Dzięki zeznaniom Pijanzina na początku lutego doszło do zatrzymania 31-letniego Osmajewa, który przyznał się do wszystkiego. - Naszym celem było przedostać się do Moskwy i spróbować dokonać zamachu na Putina po wyborach prezydenta Rosji - mówił. Mężczyzna wyjawił, że do zamachu postanowiono użyć tzw. min przeciwburtowych. - Są takie miny, które nazywa się minami przeciwburtowymi. Nie jest więc potrzebny zamachowiec-samobójca - cytuje słowa terrorysty Kanał Pierwszy. Ten rodzaj min przeciwpancernych jest wyposażony w zapalniki niekontaktowe lub kontaktowe, wykorzystujące światłowody. Po zadziałaniu zapalnika w kierunku pojazdu wystrzeliwany jest pocisk przeciwpancerny z głowicą kumulacyjną lub odpalany jest pocisk formowany wybuchowo rażący ścianę kadłuba pancernego.

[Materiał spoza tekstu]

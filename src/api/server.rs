//! API server lifecycle: starts and stops the axum HTTP server that serves
//! the clinic API.
//!
//! bind → spawn background task → return handle with shutdown channel.

use std::net::{IpAddr, SocketAddr};
use std::sync::Arc;

use serde::{Deserialize, Serialize};
use tokio::sync::oneshot;
use uuid::Uuid;

use crate::api::router::api_router;
use crate::core_state::CoreState;

// ─── Public types ───────────────────────────────────────────

/// Session metadata for a running API server.
#[derive(Debug, Clone, Serialize, Deserialize)]
pub struct ApiSession {
    pub session_id: String,
    pub server_addr: String,
    pub port: u16,
    pub started_at: String,
}

impl ApiSession {
    /// Base URL clients should use, e.g. `http://127.0.0.1:3001`.
    pub fn base_url(&self) -> String {
        format!("http://{}", self.server_addr)
    }
}

#[derive(Debug, thiserror::Error)]
pub enum ServerError {
    #[error("Failed to bind API server on {addr}: {reason}")]
    Bind { addr: SocketAddr, reason: String },
}

/// Handle to a running API server.
pub struct ApiServer {
    pub session: ApiSession,
    shutdown_tx: Option<oneshot::Sender<()>>,
    task: Option<tokio::task::JoinHandle<()>>,
}

impl ApiServer {
    /// Shut down the server gracefully.
    pub fn shutdown(&mut self) {
        if let Some(tx) = self.shutdown_tx.take() {
            let _ = tx.send(());
            tracing::info!("API server shutdown signal sent");
        }
    }

    /// Signal shutdown and wait for in-flight requests to drain.
    pub async fn stop(mut self) {
        self.shutdown();
        if let Some(task) = self.task.take() {
            if let Err(e) = task.await {
                tracing::error!("API server task failed: {e}");
            }
        }
    }
}

// ─── Server lifecycle ───────────────────────────────────────

/// Start the API server on `addr`. Port 0 picks an ephemeral port.
pub async fn start_api_server(
    core: Arc<CoreState>,
    addr: SocketAddr,
) -> Result<ApiServer, ServerError> {
    let listener = tokio::net::TcpListener::bind(addr)
        .await
        .map_err(|e| ServerError::Bind {
            addr,
            reason: e.to_string(),
        })?;

    let addr = listener.local_addr().map_err(|e| ServerError::Bind {
        addr,
        reason: e.to_string(),
    })?;

    tracing::info!(%addr, "API server binding");

    let app = api_router(core);

    let session = ApiSession {
        session_id: Uuid::new_v4().to_string(),
        server_addr: addr.to_string(),
        port: addr.port(),
        started_at: chrono::Utc::now().to_rfc3339(),
    };

    let (shutdown_tx, shutdown_rx) = oneshot::channel::<()>();

    let task = tokio::spawn(async move {
        let shutdown_signal = async move {
            let _ = shutdown_rx.await;
            tracing::info!("API server received shutdown signal");
        };

        tracing::info!(%addr, "API server started");

        if let Err(e) = axum::serve(listener, app)
            .with_graceful_shutdown(shutdown_signal)
            .await
        {
            tracing::error!("API server error: {e}");
        }

        tracing::info!("API server stopped");
    });

    Ok(ApiServer {
        session,
        shutdown_tx: Some(shutdown_tx),
        task: Some(task),
    })
}

/// Start the API server on an ephemeral port of `ip`.
pub async fn start_api_server_on(
    core: Arc<CoreState>,
    ip: IpAddr,
) -> Result<ApiServer, ServerError> {
    start_api_server(core, SocketAddr::new(ip, 0)).await
}

// ─── Tests ──────────────────────────────────────────────────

Jak zauważa cytowany przez rosyjskie media anonimowy funkcjonariusz Federalnej Służby Bezpieczeństwa (FSB), taki ładunek spowodowałby duży wybuch. - Wystarczający, by rozwalić samochód ciężarowy - dodał. Rosyjskie służby specjalne twierdzą, iż zamachowcy planowali zdetonowanie potężnego ładunku wybuchowego w pobliżu Prospektu Kutuzowa, w czasie przejazdu kolumny samochodowej z premierem Rosji. Jak wyjaśnia PAP, Prospekt Kutuzowa jest jedną z głównych arterii komunikacyjnych Moskwy i tamtędy niemal codziennie ze swoich podmoskiewskich rezydencji wjeżdżają do stolicy prezydent Dmitrij Miedwiediew, Władimir Putin i inni przywódcy Rosji.
Nie jest to pierwsza informacja o planowanym zamachu na Putina. Jak bowiem zauważają media, identyczną historię Rosjanie rozpowszechnili także przed poprzednimi wyborami prezydenckimi z marca 2008 roku. Służby specjalne poinformowały wówczas o zatrzymaniu w pobliżu Kremla 24-letniego mężczyzny z karabinem snajperskim, twierdząc, że zatrzymany obywatel Tadżykistanu Szachweład Osmanow zamierzał zastrzelić Putina i Miedwiediewa podczas koncertu na placu Czerwonym. Także osiem lat wcześniej ukraińskie służby specjalne utrzymywały, że weszły w posiadanie danych o planowanym zamachu na Putina, do którego miało dojść w czasie nieformalnego szczytu WNP w Jałcie. Ówczesny szef SBU Leonid Derkacz przekazał, że na Krymie schwytano i wydalano z terytorium Ukrainy czterech Czeczenów. W sumie - jak zauważa PAP - podczas 12 lat rządów Putina informowano o co najmniej 10 próbach zamachu na jego życie.